» **WHAT YOU NEED TO DO**: Beginning at the top of the material, repeat each line exactly, and stop once the line with "get(cases::list::<S, B>).post(cases::create::<S, B>))" has been written.
─── MATERIAL FOR THIS EXERCISE ───
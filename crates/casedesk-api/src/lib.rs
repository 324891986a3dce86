//! JSON REST API and chat assistant for casedesk.
//!
//! Exposes an axum [`Router`] backed by any [`CaseStore`] and any
//! [`ChatBackend`]. Transport concerns are the caller's responsibility.
//!
//! # Mounting
//!
//! ```rust,ignore
//! .nest("/api", casedesk_api::api_router(state))
//! ```

pub mod analytics;
pub mod assistant;
pub mod cases;
pub mod chat;
pub mod error;
pub mod params;

use std::sync::Arc;

use axum::{
  Router,
  routing::{get, post},
};
use casedesk_core::store::CaseStore;
use casedesk_extract::{ChatBackend, Extractor};

pub use assistant::Assistant;
pub use error::ApiError;

// ─── Application state ───────────────────────────────────────────────────────

/// Shared state threaded through all handlers.
pub struct AppState<S, B> {
  pub store:     Arc<S>,
  pub assistant: Assistant<S, B>,
}

impl<S, B> Clone for AppState<S, B> {
  fn clone(&self) -> Self {
    Self {
      store:     Arc::clone(&self.store),
      assistant: self.assistant.clone(),
    }
  }
}

impl<S: CaseStore, B: ChatBackend> AppState<S, B> {
  pub fn new(store: Arc<S>, extractor: Extractor<B>) -> Self {
    Self {
      assistant: Assistant::new(Arc::clone(&store), extractor),
      store,
    }
  }
}

// ─── Router ──────────────────────────────────────────────────────────────────

/// Build a fully-materialised API router.
///
/// The returned `Router<()>` can be nested into any parent router regardless
/// of its own state type.
pub fn api_router<S, B>(state: AppState<S, B>) -> Router<()>
where
  S: CaseStore + 'static,
  B: ChatBackend + 'static,
{
  Router::new()
    // Cases
    .route("/cases", get(cases::list::<S, B>).post(cases::create::<S, B>))
    .route("/cases.csv", get(cases::export_csv::<S, B>))
    .route("/cases/{id}", get(cases::get_one::<S, B>))
    .route("/cases/{id}/updates", post(cases::add_update::<S, B>))
    // Analytics
    .route("/analytics", get(analytics::aggregate::<S, B>))
    .route("/breakdown", get(analytics::breakdown::<S, B>))
    .route("/dashboard", get(analytics::dashboard::<S, B>))
    // Chat
    .route("/chat", post(chat::handler::<S, B>))
    .route("/vocab", get(chat::vocab))
    .with_state(state)
}

#[cfg(test)]
mod tests {
  use axum::{
    body::Body,
    http::{Request, StatusCode, header},
  };
  use casedesk_core::{
    case::{Case, CaseDetail, Update},
    store::AggregateResult,
    vocab::{ModelTier, SubStatus},
    wire::{ChatReply, DashboardSummary, ErrorBody, VocabListing},
  };
  use casedesk_extract::testing::ScriptedBackend;
  use casedesk_store_sqlite::SqliteStore;
  use serde::de::DeserializeOwned;
  use serde_json::json;
  use tower::ServiceExt as _;

  use super::*;

  async fn make_state(replies: &[&str]) -> AppState<SqliteStore, ScriptedBackend> {
    let store = SqliteStore::open_in_memory().await.unwrap();
    store.seed_demo_data().await.unwrap();
    let backend = ScriptedBackend::with_replies(replies.iter().copied());
    AppState::new(Arc::new(store), Extractor::new(backend, ModelTier::Balanced))
  }

  async fn send(
    state: AppState<SqliteStore, ScriptedBackend>,
    method: &str,
    uri: &str,
    body: Option<serde_json::Value>,
  ) -> axum::response::Response {
    let mut builder = Request::builder().method(method).uri(uri);
    let body = match body {
      Some(json) => {
        builder = builder.header(header::CONTENT_TYPE, "application/json");
        Body::from(json.to_string())
      }
      None => Body::empty(),
    };
    api_router(state)
      .oneshot(builder.body(body).unwrap())
      .await
      .unwrap()
  }

  async fn read<T: DeserializeOwned>(resp: axum::response::Response) -> T {
    let bytes = axum::body::to_bytes(resp.into_body(), usize::MAX)
      .await
      .unwrap();
    serde_json::from_slice(&bytes).unwrap()
  }

  // ── Cases ─────────────────────────────────────────────────────────────────

  #[tokio::test]
  async fn list_filters_by_marketplace() {
    let state = make_state(&[]).await;
    let resp = send(state, "GET", "/cases?marketplace=EU", None).await;
    assert_eq!(resp.status(), StatusCode::OK);
    let cases: Vec<Case> = read(resp).await;
    assert_eq!(cases.len(), 2);
  }

  #[tokio::test]
  async fn list_rejects_unknown_filter_value() {
    let state = make_state(&[]).await;
    let resp = send(state, "GET", "/cases?priority=Urgent", None).await;
    assert_eq!(resp.status(), StatusCode::BAD_REQUEST);
    let body: ErrorBody = read(resp).await;
    assert!(body.error.contains("Urgent"));
  }

  #[tokio::test]
  async fn create_returns_201_with_next_id() {
    let state = make_state(&[]).await;
    let resp = send(
      state,
      "POST",
      "/cases",
      Some(json!({
        "seller_name": "Acme",
        "issue_type": "Webhook failures",
        "marketplace": "JP",
        "priority": "High"
      })),
    )
    .await;
    assert_eq!(resp.status(), StatusCode::CREATED);
    let case: Case = read(resp).await;
    assert_eq!(case.case_id.as_str(), "CASE-0004");
    assert_eq!(case.marketplace.as_str(), "JP");
  }

  #[tokio::test]
  async fn create_without_issue_is_400() {
    let state = make_state(&[]).await;
    let resp = send(
      state.clone(),
      "POST",
      "/cases",
      Some(json!({ "seller_name": "Acme" })),
    )
    .await;
    assert_eq!(resp.status(), StatusCode::BAD_REQUEST);

    let cases: Vec<Case> = read(send(state, "GET", "/cases", None).await).await;
    assert_eq!(cases.len(), 3);
  }

  #[tokio::test]
  async fn get_one_honours_recent() {
    let state = make_state(&[]).await;
    let resp = send(state, "GET", "/cases/case-0001?recent=1", None).await;
    assert_eq!(resp.status(), StatusCode::OK);
    let detail: CaseDetail = read(resp).await;
    assert_eq!(detail.recent_updates.len(), 1);
    assert_eq!(detail.recent_updates[0].sub_status, SubStatus::Pma);
  }

  #[tokio::test]
  async fn get_one_missing_is_404() {
    let state = make_state(&[]).await;
    let resp = send(state, "GET", "/cases/CASE-0099", None).await;
    assert_eq!(resp.status(), StatusCode::NOT_FOUND);
  }

  #[tokio::test]
  async fn malformed_id_is_400() {
    let state = make_state(&[]).await;
    let resp = send(state, "GET", "/cases/TICKET-1", None).await;
    assert_eq!(resp.status(), StatusCode::BAD_REQUEST);
  }

  #[tokio::test]
  async fn add_update_moves_status() {
    let state = make_state(&[]).await;
    let resp = send(
      state.clone(),
      "POST",
      "/cases/CASE-0003/updates",
      Some(json!({
        "note": "Paused by seller",
        "sub_status": "ON_HOLD",
        "author": "Alice Johnson"
      })),
    )
    .await;
    assert_eq!(resp.status(), StatusCode::CREATED);
    let update: Update = read(resp).await;
    assert_eq!(update.sub_status, SubStatus::OnHold);

    let detail: CaseDetail =
      read(send(state, "GET", "/cases/CASE-0003", None).await).await;
    assert_eq!(detail.case.case_status.as_str(), "ON-HOLD");
  }

  #[tokio::test]
  async fn add_update_to_missing_case_is_404() {
    let state = make_state(&[]).await;
    let resp = send(
      state,
      "POST",
      "/cases/CASE-0042/updates",
      Some(json!({ "note": "n", "sub_status": "Note", "author": "me" })),
    )
    .await;
    assert_eq!(resp.status(), StatusCode::NOT_FOUND);
  }

  #[tokio::test]
  async fn csv_export_sets_content_type() {
    let state = make_state(&[]).await;
    let resp = send(state, "GET", "/cases.csv?marketplace=NA", None).await;
    assert_eq!(resp.status(), StatusCode::OK);
    assert_eq!(
      resp.headers()[header::CONTENT_TYPE],
      "text/csv; charset=utf-8"
    );
    let bytes = axum::body::to_bytes(resp.into_body(), usize::MAX)
      .await
      .unwrap();
    let text = String::from_utf8(bytes.to_vec()).unwrap();
    assert_eq!(text.lines().count(), 2);
    assert!(text.contains("Global Retailers Inc"));
  }

  // ── Analytics ─────────────────────────────────────────────────────────────

  #[tokio::test]
  async fn analytics_groups_by_alias() {
    let state = make_state(&[]).await;
    let resp = send(state, "GET", "/analytics?group_by=status", None).await;
    assert_eq!(resp.status(), StatusCode::OK);
    let result: AggregateResult = read(resp).await;
    assert_eq!(result.total, 3);
    assert_eq!(result.groups[0].key, "WIP");
    assert_eq!(result.groups[0].count, 2);
  }

  #[tokio::test]
  async fn analytics_unknown_group_is_400() {
    let state = make_state(&[]).await;
    let resp = send(state, "GET", "/analytics?group_by=seller_name", None).await;
    assert_eq!(resp.status(), StatusCode::BAD_REQUEST);
  }

  #[tokio::test]
  async fn breakdown_filters_by_listing_dates() {
    let state = make_state(&[]).await;
    let resp = send(
      state,
      "GET",
      "/breakdown?listing_from=2024-01-11&listing_to=2024-01-31",
      None,
    )
    .await;
    let rows: Vec<casedesk_core::store::BreakdownRow> = read(resp).await;
    let total: u64 = rows.iter().map(|r| r.count).sum();
    assert_eq!(total, 2);
  }

  #[tokio::test]
  async fn dashboard_summarises_seed() {
    let state = make_state(&[]).await;
    let summary: DashboardSummary =
      read(send(state.clone(), "GET", "/dashboard", None).await).await;
    assert_eq!(summary.total_cases, 3);
    assert_eq!(summary.open_cases, 2);
    assert_eq!(summary.most_common_priority.as_deref(), Some("High"));
    assert_eq!(summary.marketplaces_in_use, 2);
    assert_eq!(summary.by_api_area.len(), 3);

    // Seeded history lands a few seconds before now, which may be yesterday
    // just after midnight UTC.
    assert!(summary.updates_today <= 4);
    let hour_ago = chrono::Utc::now() - chrono::Duration::hours(1);
    assert_eq!(state.store.count_updates_since(hour_ago).await.unwrap(), 4);
  }

  // ── Chat & vocab ──────────────────────────────────────────────────────────

  #[tokio::test]
  async fn chat_replies_even_when_model_fails() {
    let state = make_state(&[]).await;
    let resp = send(state, "POST", "/chat", Some(json!({ "message": "hello" }))).await;
    assert_eq!(resp.status(), StatusCode::OK);
    let reply: ChatReply = read(resp).await;
    assert!(!reply.ok);
  }

  #[tokio::test]
  async fn chat_query_returns_card() {
    let state = make_state(&["query"]).await;
    let resp = send(
      state,
      "POST",
      "/chat",
      Some(json!({ "message": "Show case CASE-0002", "tier": "fast" })),
    )
    .await;
    let reply: ChatReply = read(resp).await;
    assert!(reply.ok);
    assert!(reply.text.contains("Global Retailers Inc"));
    assert!(reply.text.contains("**CSAT:** 4.5"));
  }

  #[tokio::test]
  async fn vocab_lists_every_vocabulary() {
    let state = make_state(&[]).await;
    let listing: VocabListing = read(send(state, "GET", "/vocab", None).await).await;
    assert_eq!(listing, VocabListing::current());
    assert_eq!(listing.sub_statuses.len(), 22);
    assert_eq!(listing.workstreams.len(), 16);
  }
}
───
» **ANSWER TO THE EXERCISE**:
filename crates/casedesk-api/src/lib.rs
repository 324891986a3dce86
//! JSON REST API and chat assistant for casedesk.
//!
//! Exposes an axum [`Router`] backed by any [`CaseStore`] and any
//! [`ChatBackend`]. Transport concerns are the caller's responsibility.
//!
//! # Mounting
//!
//! ```rust,ignore
//! .nest("/api", casedesk_api::api_router(state))
//! ```

pub mod analytics;
pub mod assistant;
pub mod cases;
pub mod chat;
pub mod error;
pub mod params;

use std::sync::Arc;

use axum::{
  Router,
  routing::{get, post},
};
use casedesk_core::store::CaseStore;
use casedesk_extract::{ChatBackend, Extractor};

pub use assistant::Assistant;
pub use error::ApiError;

// ─── Application state ───────────────────────────────────────────────────────

/// Shared state threaded through all handlers.
pub struct AppState<S, B> {
  pub store:     Arc<S>,
  pub assistant: Assistant<S, B>,
}

impl<S, B> Clone for AppState<S, B> {
  fn clone(&self) -> Self {
    Self {
      store:     Arc::clone(&self.store),
      assistant: self.assistant.clone(),
    }
  }
}

impl<S: CaseStore, B: ChatBackend> AppState<S, B> {
  pub fn new(store: Arc<S>, extractor: Extractor<B>) -> Self {
    Self {
      assistant: Assistant::new(Arc::clone(&store), extractor),
      store,
    }
  }
}

// ─── Router ──────────────────────────────────────────────────────────────────

/// Build a fully-materialised API router.
///
/// The returned `Router<()>` can be nested into any parent router regardless
/// of its own state type.
pub fn api_router<S, B>(state: AppState<S, B>) -> Router<()>
where
  S: CaseStore + 'static,
  B: ChatBackend + 'static,
{
  Router::new()
    // Cases
    .route("/cases", get(cases::list::<S, B>).post(cases::create::<S, B>))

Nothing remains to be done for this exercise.